Print all entries word for word.

---------- RECORDS SUPPLIED ----------

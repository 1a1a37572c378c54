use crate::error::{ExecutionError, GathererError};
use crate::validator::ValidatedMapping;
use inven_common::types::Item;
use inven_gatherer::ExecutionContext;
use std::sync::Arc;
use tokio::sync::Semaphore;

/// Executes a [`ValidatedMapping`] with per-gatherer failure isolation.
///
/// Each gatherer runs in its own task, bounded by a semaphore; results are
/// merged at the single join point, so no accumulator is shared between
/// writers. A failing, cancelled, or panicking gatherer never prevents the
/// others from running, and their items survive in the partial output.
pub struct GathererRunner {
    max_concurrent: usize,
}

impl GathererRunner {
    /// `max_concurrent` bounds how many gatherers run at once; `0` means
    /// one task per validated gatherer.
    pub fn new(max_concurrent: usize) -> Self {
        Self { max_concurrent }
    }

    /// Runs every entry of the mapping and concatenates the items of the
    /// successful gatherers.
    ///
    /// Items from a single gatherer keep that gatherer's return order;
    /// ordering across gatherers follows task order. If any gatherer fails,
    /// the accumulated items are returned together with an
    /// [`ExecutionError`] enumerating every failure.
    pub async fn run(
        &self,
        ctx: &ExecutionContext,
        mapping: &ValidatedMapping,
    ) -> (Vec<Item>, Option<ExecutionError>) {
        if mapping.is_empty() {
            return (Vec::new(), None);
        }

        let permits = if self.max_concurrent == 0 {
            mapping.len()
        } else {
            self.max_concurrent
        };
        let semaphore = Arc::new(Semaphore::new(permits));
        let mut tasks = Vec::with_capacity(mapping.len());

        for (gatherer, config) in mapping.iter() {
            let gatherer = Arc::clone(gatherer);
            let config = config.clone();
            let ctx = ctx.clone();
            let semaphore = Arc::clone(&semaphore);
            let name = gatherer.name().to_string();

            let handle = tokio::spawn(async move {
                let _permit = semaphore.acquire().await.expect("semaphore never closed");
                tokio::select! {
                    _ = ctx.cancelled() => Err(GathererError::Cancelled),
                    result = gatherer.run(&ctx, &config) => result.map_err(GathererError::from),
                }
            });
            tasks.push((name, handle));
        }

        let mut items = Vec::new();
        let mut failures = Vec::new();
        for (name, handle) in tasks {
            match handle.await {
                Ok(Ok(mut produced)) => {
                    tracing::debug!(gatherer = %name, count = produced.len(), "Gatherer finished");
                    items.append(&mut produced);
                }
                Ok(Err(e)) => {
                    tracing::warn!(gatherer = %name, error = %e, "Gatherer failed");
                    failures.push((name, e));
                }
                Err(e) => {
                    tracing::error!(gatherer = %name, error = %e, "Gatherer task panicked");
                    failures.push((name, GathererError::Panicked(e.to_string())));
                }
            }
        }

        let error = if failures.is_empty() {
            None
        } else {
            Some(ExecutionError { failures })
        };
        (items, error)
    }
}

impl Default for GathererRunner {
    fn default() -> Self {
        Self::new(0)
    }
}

----------

**RESULT FOR THIS TASK**
repository 1a1a37572c378c54
use crate::error::{ExecutionError, GathererError};
use crate::validator::ValidatedMapping;
use inven_common::types::Item;
use inven_gatherer::ExecutionContext;
use std::sync::Arc;
use tokio::sync::Semaphore;

/// Executes a [`ValidatedMapping`] with per-gatherer failure isolation.
///
/// Each gatherer runs in its own task, bounded by a semaphore; results are
/// merged at the single join point, so no accumulator is shared between
/// writers. A failing, cancelled, or panicking gatherer never prevents the
/// others from running, and their items survive in the partial output.
pub struct GathererRunner {
    max_concurrent: usize,
}

impl GathererRunner {
    /// `max_concurrent` bounds how many gatherers run at once; `0` means
    /// one task per validated gatherer.
    pub fn new(max_concurrent: usize) -> Self {
        Self { max_concurrent }
    }

    /// Runs every entry of the mapping and concatenates the items of the
    /// successful gatherers.
    ///
    /// Items from a single gatherer keep that gatherer's return order;
    /// ordering across gatherers follows task order. If any gatherer fails,
    /// the accumulated items are returned together with an
    /// [`ExecutionError`] enumerating every failure.
    pub async fn run(
        &self,
        ctx: &ExecutionContext,
        mapping: &ValidatedMapping,
    ) -> (Vec<Item>, Option<ExecutionError>) {
        if mapping.is_empty() {
            return (Vec::new(), None);
        }

        let permits = if self.max_concurrent == 0 {
            mapping.len()
        } else {
            self.max_concurrent
        };
        let semaphore = Arc::new(Semaphore::new(permits));
        let mut tasks = Vec::with_capacity(mapping.len());

        for (gatherer, config) in mapping.iter() {
            let gatherer = Arc::clone(gatherer);
            let config = config.clone();
            let ctx = ctx.clone();
            let semaphore = Arc::clone(&semaphore);
            let name = gatherer.name().to_string();

            let handle = tokio::spawn(async move {
                let _permit = semaphore.acquire().await.expect("semaphore never closed");
                tokio::select! {
                    _ = ctx.cancelled() => Err(GathererError::Cancelled),
                    result = gatherer.run(&ctx, &config) => result.map_err(GathererError::from),
                }
            });
            tasks.push((name, handle));
        }

        let mut items = Vec::new();
        let mut failures = Vec::new();
        for (name, handle) in tasks {
            match handle.await {
                Ok(Ok(mut produced)) => {
                    tracing::debug!(gatherer = %name, count = produced.len(), "Gatherer finished");
                    items.append(&mut produced);
                }
                Ok(Err(e)) => {
                    tracing::warn!(gatherer = %name, error = %e, "Gatherer failed");
                    failures.push((name, e));
                }
                Err(e) => {
                    tracing::error!(gatherer = %name, error = %e, "Gatherer task panicked");
                    failures.push((name, GathererError::Panicked(e.to_string())));
                }
            }
        }

        let error = if failures.is_empty() {
            None
        } else {
            Some(ExecutionError { failures })
        };
        (items, error)
    }
}

impl Default for GathererRunner {
    fn default() -> Self {
        Self::new(0)
    }
}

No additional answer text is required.